ここで、従来のＨＭＭを使い数語のみを辞書に登録しておく方法の問題点について図面を参照しつつ説明する。図１４は、従来のコマンドコントロールシステムの一例を示す図である。このシステムには予め音響モデル２２１と辞書（コマンドリスト）２２２が与えられている。なお、辞書はユーザ自身が作成することもできる。図１４に示すコマンドコントロールシステムにおいて、音響モデルとは、各音素の音響的な特徴を表したモデルであるＨＭＭ（隠れマルコフモデル）が用いられる。日本語のモノフォンの音響モデルの場合には、「ａ」，「ｉ」，「ｕ」，「ｅ」，「ｏ」の母音に加え、「ｐ」，「ｔ」，「ｓ」といった子音も加え約４０個程度の音素を用いる。辞書には、ユーザが何と言ったときにどのような動作に対応させるかを記載しておく。例えば、図１５に示すように、１列目に動作、２列目にそれに対応する発音（音素記号列）を記述しておく。 Here, problems of a method of registering only a few words in a dictionary using a conventional HMM will be described with reference to the drawings. FIG. 14 is a diagram illustrating an example of a conventional command control system. In this system, an acoustic model 221 and a dictionary (command list) 222 are provided in advance. The dictionary can be created by the user himself. In the command control system shown in FIG. 14, the acoustic model is an HMM (Hidden Markov Model) that is a model representing the acoustic characteristics of each phoneme. In the case of a Japanese monophone acoustic model, consonants such as “p”, “t”, and “s” are included in addition to vowels of “a”, “i”, “u”, “e”, and “o”. In addition, about 40 phonemes are used. The dictionary describes what kind of actions are taken when the user says. For example, as shown in FIG. 15, the operation is described in the first column, and the corresponding pronunciation (phoneme symbol string) is described in the second column.

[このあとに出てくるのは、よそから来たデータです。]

use std::sync::Arc;
use std::time::Duration;

use tokio::time::MissedTickBehavior;
use tracing::info;

use crate::engine::Engine;
use crate::model::Entity;
use crate::store::InMemoryStore;

/// Background task that archives ACTIVE rules whose validity period has ended.
/// Runs once immediately, then every `every`.
pub async fn run_rule_reconciler(engine: Arc<Engine>, every: Duration) {
    let mut interval = tokio::time::interval(every);
    interval.set_missed_tick_behavior(MissedTickBehavior::Delay);
    loop {
        interval.tick().await;
        match engine.archive_expired_rules().await {
            Ok(ids) if ids.is_empty() => tracing::debug!("rule sweep: nothing expired"),
            Ok(ids) => info!("rule sweep archived {} rules", ids.len()),
            Err(e) => tracing::warn!("rule sweep failed: {e}"),
        }
    }
}

/// Background task that archives ACTIVE overrides whose end has passed.
pub async fn run_override_reconciler(engine: Arc<Engine>, every: Duration) {
    let mut interval = tokio::time::interval(every);
    interval.set_missed_tick_behavior(MissedTickBehavior::Delay);
    loop {
        interval.tick().await;
        match engine.archive_expired_overrides().await {
            Ok(ids) if ids.is_empty() => tracing::debug!("override sweep: nothing expired"),
            Ok(ids) => info!("override sweep archived {} overrides", ids.len()),
            Err(e) => tracing::warn!("override sweep failed: {e}"),
        }
    }
}

/// Background task that rewrites a store's log once enough appends pile up.
pub async fn run_compactor<T: Entity>(store: Arc<InMemoryStore<T>>, threshold: u64) {
    let mut interval = tokio::time::interval(Duration::from_secs(60));
    interval.set_missed_tick_behavior(MissedTickBehavior::Delay);
    loop {
        interval.tick().await;
        let appends = store.appends_since_compact().await;
        if appends < threshold {
            continue;
        }
        match store.compact().await {
            Ok(()) => info!("compacted {} log after {appends} appends", T::KIND),
            Err(e) => tracing::error!("{} log compaction failed: {e}", T::KIND),
        }
    }
}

認識エンジン部２１１は、辞書、音響モデルから、例えば「はいチーズ」という音声に対応する音の標準的なモデルつまりコマンドの音響モデルＷ１を内部に構築する。同様に「フラッシュ」についても音響モデルＷ２を構築する。また、認識エンジン部２１１は、人が発話した音声を分析して、音響モデルと同じ表現の特徴パラメータの時系列Ｘに変換し、音響モデルＷ１から音声Ｘが出現する確率Ｐ（Ｘ｜Ｗ１）を前向きアルゴリズム等を用いて算出する。同様にＰ（Ｘ｜Ｗ２）も求めることができる。（Ｐ（Ｘ｜Ｗ）はＷという単語を発話しようとしたときにＸという音が発話される確率と言い換えることができる）。 The recognition engine unit 211 constructs, from the dictionary and the acoustic model, a standard model of sound corresponding to the voice “yes cheese”, for example, a command acoustic model W1. Similarly, an acoustic model W2 is constructed for “flash”. In addition, the recognition engine unit 211 analyzes speech uttered by a person, converts the speech into a time series X of feature parameters having the same expression as the acoustic model, and a probability P (X | W1) that the speech X appears from the acoustic model W1. Is calculated using a forward-facing algorithm or the like. Similarly, P (X | W2) can also be obtained. (P (X | W) can be rephrased as the probability of the sound X being uttered when trying to utter the word W).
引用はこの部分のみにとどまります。